Gerçekten yuh yuh!..
Nasıl bir süreçten geçiyoruz, akıl sır ermez hale geldi.
Şöyle ki
Sahtekarlar, üçkâğıtçılar, “salatanacılar” kol geziyor. Milletin kanını emen kansızlar, devletin ve halkın cebine göz dikmiş. İftiracılar baş tacı edilmiş; alın teriyle, namusuyla ekmek parasının peşinde koşanlar ise hor görülüyor.
Yuh yuh!..
Kirasını zor ödeyen, çoluğuna çocuğuna helal lokma yetiştirmeye çalışan insanlar hayat mücadelesi verirken; birileri ekranlarda, dizilerde gördüğü “kolay para” hayaline kapılmış. İş bilmezler, emeğin değerini hiçe sayanlar çoğalmış.
Yuh yuh!..
Sokaklarda, sosyal medyada, hatta üniversitelerde bile bu yozlaşmanın izleri var artık. Gençler “suç makinasına” dönüştürülüyor. Bir kısmı çetelerin eline düşüyor, bir kısmı da barınacak yer, yiyecek yemek bulamıyor.

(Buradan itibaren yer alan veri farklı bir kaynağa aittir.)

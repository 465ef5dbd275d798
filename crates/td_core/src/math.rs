//! Deterministic math utilities for the combat core.
//!
//! Simulation time and movement use fixed-point arithmetic so results are
//! bit-identical across platforms. Damage multipliers are kept in exact
//! integer basis points so that compounding bonuses never drifts
//! (×1.2 × ×1.2 is exactly ×1.44).

use fixed::types::I32F32;
use serde::{Deserialize, Serialize};

/// Fixed-point number type for simulation time, speed and distance.
///
/// Uses 32 bits for integer part and 32 bits for fractional part.
pub type Fixed = I32F32;

/// Build a fixed-point value from a percentage (`percent(80)` == 0.8).
#[must_use]
pub fn percent(p: i32) -> Fixed {
    Fixed::from_num(p) / Fixed::from_num(100)
}

/// Serde support for fixed-point numbers.
///
/// Serializes fixed-point numbers as their raw bit representation (i64)
/// to preserve exact precision across serialization boundaries.
pub mod fixed_serde {
    use super::Fixed;
    use serde::{Deserialize, Deserializer, Serialize, Serializer};

    /// Serialize a fixed-point number as its raw bit representation.
    pub fn serialize<S>(value: &Fixed, serializer: S) -> Result<S::Ok, S::Error>
    where
        S: Serializer,
    {
        value.to_bits().serialize(serializer)
    }

    /// Deserialize a fixed-point number from its raw bit representation.
    pub fn deserialize<'de, D>(deserializer: D) -> Result<Fixed, D::Error>
    where
        D: Deserializer<'de>,
    {
        let bits = i64::deserialize(deserializer)?;
        Ok(Fixed::from_bits(bits))
    }
}

/// Integer grid coordinate.
#[derive(
    Debug, Clone, Copy, PartialEq, Eq, PartialOrd, Ord, Hash, Default, Serialize, Deserialize,
)]
pub struct GridPos {
    /// Column.
    pub x: i32,
    /// Row.
    pub y: i32,
}

impl GridPos {
    /// Create a new grid coordinate.
    #[must_use]
    pub const fn new(x: i32, y: i32) -> Self {
        Self { x, y }
    }

    /// Manhattan distance between two cells.
    #[must_use]
    pub fn manhattan(self, other: Self) -> u32 {
        self.x.abs_diff(other.x) + self.y.abs_diff(other.y)
    }

    /// The four orthogonal neighbours, in a fixed order (N, E, S, W).
    #[must_use]
    pub const fn neighbors4(self) -> [Self; 4] {
        [
            Self::new(self.x, self.y - 1),
            Self::new(self.x + 1, self.y),
            Self::new(self.x, self.y + 1),
            Self::new(self.x - 1, self.y),
        ]
    }

    /// Whether `other` is orthogonally adjacent to this cell.
    #[must_use]
    pub fn is_adjacent(self, other: Self) -> bool {
        self.manhattan(other) == 1
    }
}

impl std::fmt::Display for GridPos {
    fn fmt(&self, f: &mut std::fmt::Formatter<'_>) -> std::fmt::Result {
        write!(f, "({}, {})", self.x, self.y)
    }
}

/// Basis points per whole (1.0 == 10_000).
pub const BASIS_POINTS: u64 = 10_000;

/// An exact multiplicative modifier stored in basis points.
#[derive(Debug, Clone, Copy, PartialEq, Eq, PartialOrd, Ord, Hash, Serialize, Deserialize)]
pub struct Multiplier(u32);

impl Multiplier {
    /// The identity multiplier (×1.0).
    pub const ONE: Self = Self(BASIS_POINTS as u32);

    /// Create from basis points (`12_000` == ×1.2).
    #[must_use]
    pub const fn from_basis_points(bp: u32) -> Self {
        Self(bp)
    }

    /// Create from a percentage (`120` == ×1.2).
    #[must_use]
    pub const fn from_percent(p: u32) -> Self {
        Self(p * 100)
    }

    /// Raw basis points.
    #[must_use]
    pub const fn basis_points(self) -> u32 {
        self.0
    }

    /// Compound two multipliers.
    #[must_use]
    pub fn compound(self, other: Self) -> Self {
        let bp = u64::from(self.0) * u64::from(other.0) / BASIS_POINTS;
        Self(u32::try_from(bp).unwrap_or(u32::MAX))
    }

    /// Apply to an integer amount, rounding down.
    #[must_use]
    pub fn apply(self, amount: u32) -> u32 {
        let scaled = u64::from(amount) * u64::from(self.0) / BASIS_POINTS;
        u32::try_from(scaled).unwrap_or(u32::MAX)
    }

    /// Apply to a fixed-point amount (used for time and speed scaling).
    #[must_use]
    pub fn apply_fixed(self, amount: Fixed) -> Fixed {
        amount * Fixed::from_num(self.0) / Fixed::from_num(BASIS_POINTS)
    }

    /// Divide a fixed-point amount by this multiplier (cooldown / attack speed).
    #[must_use]
    pub fn divide_fixed(self, amount: Fixed) -> Fixed {
        if self.0 == 0 {
            return amount;
        }
        amount * Fixed::from_num(BASIS_POINTS) / Fixed::from_num(self.0)
    }
}

impl Default for Multiplier {
    fn default() -> Self {
        Self::ONE
    }
}

/// Round a non-negative fixed-point value down to `u32`, saturating.
#[must_use]
pub fn floor_u32(value: Fixed) -> u32 {
    if value <= Fixed::ZERO {
        0
    } else {
        u32::try_from(value.to_num::<i64>()).unwrap_or(u32::MAX)
    }
}

#[cfg(test)]
mod tests {
    use super::*;

    #[test]
    fn test_manhattan_distance() {
        let a = GridPos::new(1, 2);
        let b = GridPos::new(4, -2);
        assert_eq!(a.manhattan(b), 7);
        assert_eq!(b.manhattan(a), 7);
        assert_eq!(a.manhattan(a), 0);
    }

    #[test]
    fn test_neighbors_are_adjacent() {
        let origin = GridPos::new(3, 3);
        for n in origin.neighbors4() {
            assert!(origin.is_adjacent(n));
        }
        assert!(!origin.is_adjacent(GridPos::new(4, 4)));
    }

    #[test]
    fn test_multiplier_compounds_exactly() {
        let bonus = Multiplier::from_percent(120);
        let combined = bonus.compound(bonus);
        assert_eq!(combined, Multiplier::from_percent(144));
        assert_eq!(combined.apply(100), 144);
    }

    #[test]
    fn test_multiplier_identity() {
        assert_eq!(Multiplier::ONE.apply(37), 37);
        assert_eq!(
            Multiplier::ONE.apply_fixed(Fixed::from_num(2.5)),
            Fixed::from_num(2.5)
        );
    }

    #[test]
    fn test_divide_fixed_by_attack_speed() {
        let faster = Multiplier::from_percent(200);
        assert_eq!(faster.divide_fixed(Fixed::from_num(2)), Fixed::from_num(1));
    }

    #[test]
    fn test_floor_u32() {
        assert_eq!(floor_u32(Fixed::from_num(3.75)), 3);
        assert_eq!(floor_u32(Fixed::from_num(-1)), 0);
        assert_eq!(floor_u32(percent(50)), 0);
    }

    #[test]
    fn test_fixed_determinism() {
        let a = Fixed::from_num(1) / Fixed::from_num(3);
        let b = Fixed::from_num(1) / Fixed::from_num(3);
        assert_eq!(a, b);
        assert_eq!(a * Fixed::from_num(7), b * Fixed::from_num(7));
    }
}
//! Tower template data.

use serde::{Deserialize, Serialize};

use crate::damage::{DamageType, DEFAULT_CHAIN_FALLOFF};
use crate::math::Multiplier;
use crate::status::StatusKind;
use crate::targeting::{AutoTargetMode, TargetMode, Targeting};
use crate::tower::{AttackCategory, TowerFamily, TowerKind};

/// Data-driven tower definition (level 1 stats).
///
/// # Example RON
///
/// ```ron
/// TowerTemplate(
///     kind: Tesla,
///     tier: 3,
///     family: Arcane,
///     category: Chain,
///     damage_type: Lightning,
///     damage: 6,
///     range: 3,
///     cooldown_ms: 1500,
///     max_targets: 4,
///     chain_jump_range: 2,
///     targeting: Auto(Chain),
/// )
/// ```
#[derive(Debug, Clone, Serialize, Deserialize, PartialEq, Eq)]
pub struct TowerTemplate {
    /// Kind described.
    pub kind: TowerKind,

    /// Tier (1-4).
    pub tier: u8,

    /// Synergy family.
    pub family: TowerFamily,

    /// Attack category.
    pub category: AttackCategory,

    /// Damage type.
    pub damage_type: DamageType,

    /// Damage per hit.
    pub damage: u32,

    /// Manhattan range.
    pub range: u32,

    /// Milliseconds between attacks.
    pub cooldown_ms: u32,

    /// Targets per attack for multi, chain, aoe-zone and summoner towers.
    #[serde(default = "default_max_targets")]
    pub max_targets: u32,

    /// Splash radius for AOE towers.
    #[serde(default)]
    pub splash_radius: u32,

    /// Chain jump range.
    #[serde(default)]
    pub chain_jump_range: u32,

    /// Chain falloff per jump.
    #[serde(default = "default_chain_falloff")]
    pub chain_falloff: Multiplier,

    /// Status applied on hit in addition to the damage type's.
    #[serde(default)]
    pub extra_status: Option<StatusKind>,

    /// Initial targeting mode.
    pub targeting: Targeting,
}

const fn default_max_targets() -> u32 {
    1
}

const fn default_chain_falloff() -> Multiplier {
    DEFAULT_CHAIN_FALLOFF
}

#[allow(clippy::too_many_arguments)]
fn tower(
    kind: TowerKind,
    tier: u8,
    family: TowerFamily,
    category: AttackCategory,
    damage_type: DamageType,
    damage: u32,
    range: u32,
    cooldown_ms: u32,
    targeting: Targeting,
) -> TowerTemplate {
    TowerTemplate {
        kind,
        tier,
        family,
        category,
        damage_type,
        damage,
        range,
        cooldown_ms,
        max_targets: 1,
        splash_radius: 0,
        chain_jump_range: 0,
        chain_falloff: DEFAULT_CHAIN_FALLOFF,
        extra_status: None,
        targeting,
    }
}

/// Built-in tower roster: four kinds per tier.
#[must_use]
pub fn builtin_towers() -> Vec<TowerTemplate> {
    use AttackCategory as C;
    use DamageType as D;
    use TowerFamily as F;
    use TowerKind as K;

    let manual = Targeting::Manual;
    let auto = Targeting::Auto;

    vec![
        tower(K::Arrow, 1, F::Marksman, C::Single, D::Physical, 3, 3, 1000, manual(TargetMode::Nearest)),
        tower(K::Spark, 1, F::Arcane, C::Single, D::Magical, 2, 3, 800, manual(TargetMode::Nearest)),
        tower(K::Ember, 1, F::Elemental, C::Single, D::Fire, 2, 2, 1200, manual(TargetMode::First)),
        tower(K::Totem, 1, F::Support, C::Support, D::Physical, 0, 1, 1000, manual(TargetMode::Nearest)),
        TowerTemplate {
            max_targets: 2,
            ..tower(K::Ballista, 2, F::Marksman, C::Multi, D::Physical, 5, 4, 1500, manual(TargetMode::Strongest))
        },
        tower(K::Frost, 2, F::Elemental, C::Single, D::Cold, 2, 3, 1500, manual(TargetMode::Fastest)),
        TowerTemplate {
            max_targets: 3,
            extra_status: Some(StatusKind::Slowed),
            ..tower(K::Thorn, 2, F::Nature, C::Multi, D::Poison, 2, 2, 1000, manual(TargetMode::First))
        },
        TowerTemplate {
            splash_radius: 1,
            ..tower(K::Catapult, 2, F::Siege, C::Aoe, D::Physical, 6, 4, 2500, manual(TargetMode::First))
        },
        TowerTemplate {
            max_targets: 4,
            chain_jump_range: 2,
            ..tower(K::Tesla, 3, F::Arcane, C::Chain, D::Lightning, 6, 3, 1500, auto(AutoTargetMode::Chain))
        },
        TowerTemplate {
            splash_radius: 2,
            ..tower(K::Inferno, 3, F::Elemental, C::Aoe, D::Fire, 5, 3, 2000, auto(AutoTargetMode::Cluster))
        },
        tower(K::Sanctum, 3, F::Support, C::Support, D::Holy, 0, 1, 1000, auto(AutoTargetMode::Zone)),
        TowerTemplate {
            max_targets: 2,
            ..tower(K::Kennel, 3, F::Nature, C::Summoner, D::Physical, 4, 2, 700, auto(AutoTargetMode::Contact))
        },
        TowerTemplate {
            max_targets: 6,
            chain_jump_range: 3,
            chain_falloff: Multiplier::from_percent(85),
            ..tower(K::Storm, 4, F::Arcane, C::Chain, D::Lightning, 10, 4, 1500, auto(AutoTargetMode::Smart))
        },
        tower(K::Obelisk, 4, F::Arcane, C::Single, D::Magical, 18, 5, 2500, auto(AutoTargetMode::HighestHp)),
        TowerTemplate {
            max_targets: 8,
            ..tower(K::Cathedral, 4, F::Support, C::Multi, D::Holy, 4, 3, 1500, auto(AutoTargetMode::Zone))
        },
        TowerTemplate {
            max_targets: 3,
            ..tower(K::Grove, 4, F::Nature, C::Summoner, D::Physical, 7, 2, 600, auto(AutoTargetMode::Contact))
        },
    ]
}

Öğrencilerimiz temel insani ihtiyaçlara ulaşmakta zorlanırken; bir avuç sahte kahraman, yalan ve soygun düzeninden beslenmeye devam ediyor.
Yuh yuh!..
Türk devletinden maaş alan, kırmızı plakalı araçlara binip değerlerimize saldıran, bölücü terör örgütüne destek veren hainlere de yuh yuh!
Yuh yuh!..
Türk polisine düşmanlık pompalayanlara; TBMM’de Başbuğ Atatürk’e hakaret edenlere; devlet kaynaklarından geçinen, cebinde Türk pasaportu taşıyıp meydanlarda “Karabağ’ı tekrar alacağız” diye nutuk atan sözde vekillere de yuh yuh!
Yuh yuh!..
İtirafcı özünde…
İftiracılara da yuh yuh!
Yuh yuh!..
Emekli perişan, çalışan yorgun, asgari ücretli çaresiz.
Ama kimse duymuyor, kimse görmüyor.
Çünkü düzen, susanı seviyor.
Çünkü düzen, yalanı ödüllendiriyor.
Yuh yuh!..
Yalanın, sahtekârlığın, iftiranın baş tacı edildiği; emeğin, dürüstlüğün, alın terinin küçümsendiği bu düzene yuh yuh!
Velhasıl kelam…
Yaşananlara, yaşatanlara, devleti soyup milleti soyanlara, üçkâğıtla köşe dönenlere, adaleti unutanlara, vicdanını satanlara…
Yuh yuh!..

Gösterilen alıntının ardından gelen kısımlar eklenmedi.